We adopted a Drug and Device Rescue Cat this week.  Her housemates, two Drug and Device Rescue Dogs, are poodle mixes, so we haven’t dealt with the issue of shedding since we last had cats, years ago.   We have discovered a nifty tool that claims to dramatically reduce the hair deposited on furniture and clothing, reminding us of our fondness for anything that strips away the clutter of useless underbrush and leaves only what is neat and firmly rooted.   And that is the (admittedly tenuous) segue to today’s case, in which the United States District Court for the Northern District of West Virginia bushwhacks through plaintiff’s detritus to arrive at a solid holding and a (mostly) tidy opinion.

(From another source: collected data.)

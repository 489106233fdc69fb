use crate::config::NodeSizing;
use crate::ir::{Graph, Node, TypeTag, cluster_id};
use glam::Vec2;
use std::collections::{BTreeMap, BTreeSet};

#[derive(Debug, Clone, Copy, PartialEq, Eq)]
pub enum ToggleOutcome {
    /// The cluster node was replaced by its members.
    Expanded { members: usize },
    /// Isolated members were folded back into a cluster node.
    Collapsed { members: usize },
    /// Nothing to toggle for that type.
    Unchanged,
}

/// Collapsed members per type, plus the types the user chose to keep expanded.
#[derive(Debug, Clone, Default)]
pub struct ClusterTable {
    collapsed: BTreeMap<TypeTag, Vec<Node>>,
    expanded: BTreeSet<TypeTag>,
    /// Node under the pointer; never folded into a cluster.
    held: Option<String>,
}

impl ClusterTable {
    pub fn new() -> Self {
        Self::default()
    }

    /// Marks the node currently being dragged, or clears the mark.
    pub fn hold(&mut self, id: Option<&str>) {
        self.held = id.map(str::to_string);
    }

    /// Replaces every group of two or more isolated same-type entities with a
    /// cluster node placed at their centroid. Types in the expanded set are left alone.
    /// Returns the types that were collapsed.
    pub fn collapse_isolated(&mut self, graph: &mut Graph, sizing: &NodeSizing) -> Vec<TypeTag> {
        self.collapsed.clear();
        let groups = isolated_groups(graph, self.held.as_deref());
        let mut collapsed_types = Vec::new();

        for (type_tag, ids) in groups {
            if self.expanded.contains(&type_tag) {
                log::debug!("{type_tag} has {} isolated nodes but is expanded", ids.len());
                continue;
            }
            let ids: BTreeSet<String> = ids.into_iter().collect();
            let members = graph.retain_nodes(|node| !ids.contains(&node.id));
            insert_cluster(graph, &type_tag, &members, sizing);
            self.collapsed.insert(type_tag.clone(), members);
            collapsed_types.push(type_tag);
        }

        // An expanded type whose nodes all gained relations has nothing left to collapse.
        let groups_left = isolated_groups(graph, None);
        self.expanded.retain(|tag| groups_left.contains_key(tag));
        collapsed_types
    }

    /// Expands a collapsed cluster or collapses an expanded type.
    ///
    /// Expanded members start at the cluster's position. Collapsed members keep
    /// their current positions for the next expansion.
    pub fn toggle(
        &mut self,
        graph: &mut Graph,
        type_tag: &TypeTag,
        sizing: &NodeSizing,
    ) -> ToggleOutcome {
        let id = cluster_id(type_tag);
        if let Some(cluster) = graph.remove_node(&id) {
            let members = self.collapsed.remove(type_tag).unwrap_or_default();
            let count = members.len();
            for mut member in members {
                member.pos = cluster.pos;
                member.vel = Vec2::ZERO;
                graph.insert_node(member);
            }
            self.expanded.insert(type_tag.clone());
            log::info!("expanded cluster {type_tag} into {count} nodes");
            return ToggleOutcome::Expanded { members: count };
        }

        if !self.expanded.contains(type_tag) {
            return ToggleOutcome::Unchanged;
        }
        let Some(ids) = isolated_groups(graph, self.held.as_deref()).remove(type_tag) else {
            if !isolated_groups(graph, None).contains_key(type_tag) {
                self.expanded.remove(type_tag);
            }
            return ToggleOutcome::Unchanged;
        };
        let ids: BTreeSet<String> = ids.into_iter().collect();
        let members = graph.retain_nodes(|node| !ids.contains(&node.id));
        let count = members.len();
        insert_cluster(graph, type_tag, &members, sizing);
        self.collapsed.insert(type_tag.clone(), members);
        self.expanded.remove(type_tag);
        log::info!("collapsed {count} {type_tag} nodes into a cluster");
        ToggleOutcome::Collapsed { members: count }
    }

    /// True when no type has both its cluster node and any member active.
    pub fn is_exclusive(&self, graph: &Graph) -> bool {
        self.collapsed.iter().all(|(type_tag, members)| {
            !graph.contains(&cluster_id(type_tag))
                || members.iter().all(|member| !graph.contains(&member.id))
        })
    }

    pub fn is_expanded(&self, type_tag: &TypeTag) -> bool {
        self.expanded.contains(type_tag)
    }

    pub fn members(&self, type_tag: &TypeTag) -> &[Node] {
        self.collapsed.get(type_tag).map(Vec::as_slice).unwrap_or(&[])
    }

    /// Every node currently hidden inside a cluster.
    pub fn hidden_members(&self) -> impl Iterator<Item = &Node> {
        self.collapsed.values().flatten()
    }
}

/// Isolated entities grouped by type; only groups of two or more are returned.
/// Pinned, anchor and `held` nodes never count as isolated.
fn isolated_groups(graph: &Graph, held: Option<&str>) -> BTreeMap<TypeTag, Vec<String>> {
    let mut groups: BTreeMap<TypeTag, Vec<String>> = BTreeMap::new();
    for node in graph.entities() {
        if node.pinned || node.anchor || held == Some(node.id.as_str()) {
            continue;
        }
        if graph.neighbors(&node.id).len() > 1 {
            continue;
        }
        groups
            .entry(node.type_tag.clone())
            .or_default()
            .push(node.id.clone());
    }
    groups.retain(|_, ids| ids.len() >= 2);
    groups
}

fn insert_cluster(graph: &mut Graph, type_tag: &TypeTag, members: &[Node], sizing: &NodeSizing) {
    let mut cluster = Node::cluster(type_tag.clone(), members.len());
    cluster.pos = centroid(members);
    (cluster.radius, cluster.outer_radius) = sizing.cluster_radii(members.len());
    graph.insert_node(cluster);
}

fn centroid(nodes: &[Node]) -> Vec2 {
    if nodes.is_empty() {
        return Vec2::ZERO;
    }
    nodes.iter().map(|node| node.pos).sum::<Vec2>() / nodes.len() as f32
}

In Muzichuck v. Forest Laboratories, Inc., No. 1:07-CV-16, 2015 U.S. Dist. LEXIS 5440 (N.D.W.Va. Jan. 16, 2015), the Court considered defendant’s Motion for Summary Judgment in a Lexapro suicide case.   Plaintiff, who opted out of the global Lexapro settlement, alleged that defendants, Forest Laboratories, Inc. and Forest Pharmaceuticals, Inc. (“Forest”) failed to warn her decedent-husband and his prescribing physicians of the risk of suicide associated with the antidepressant Lexapro.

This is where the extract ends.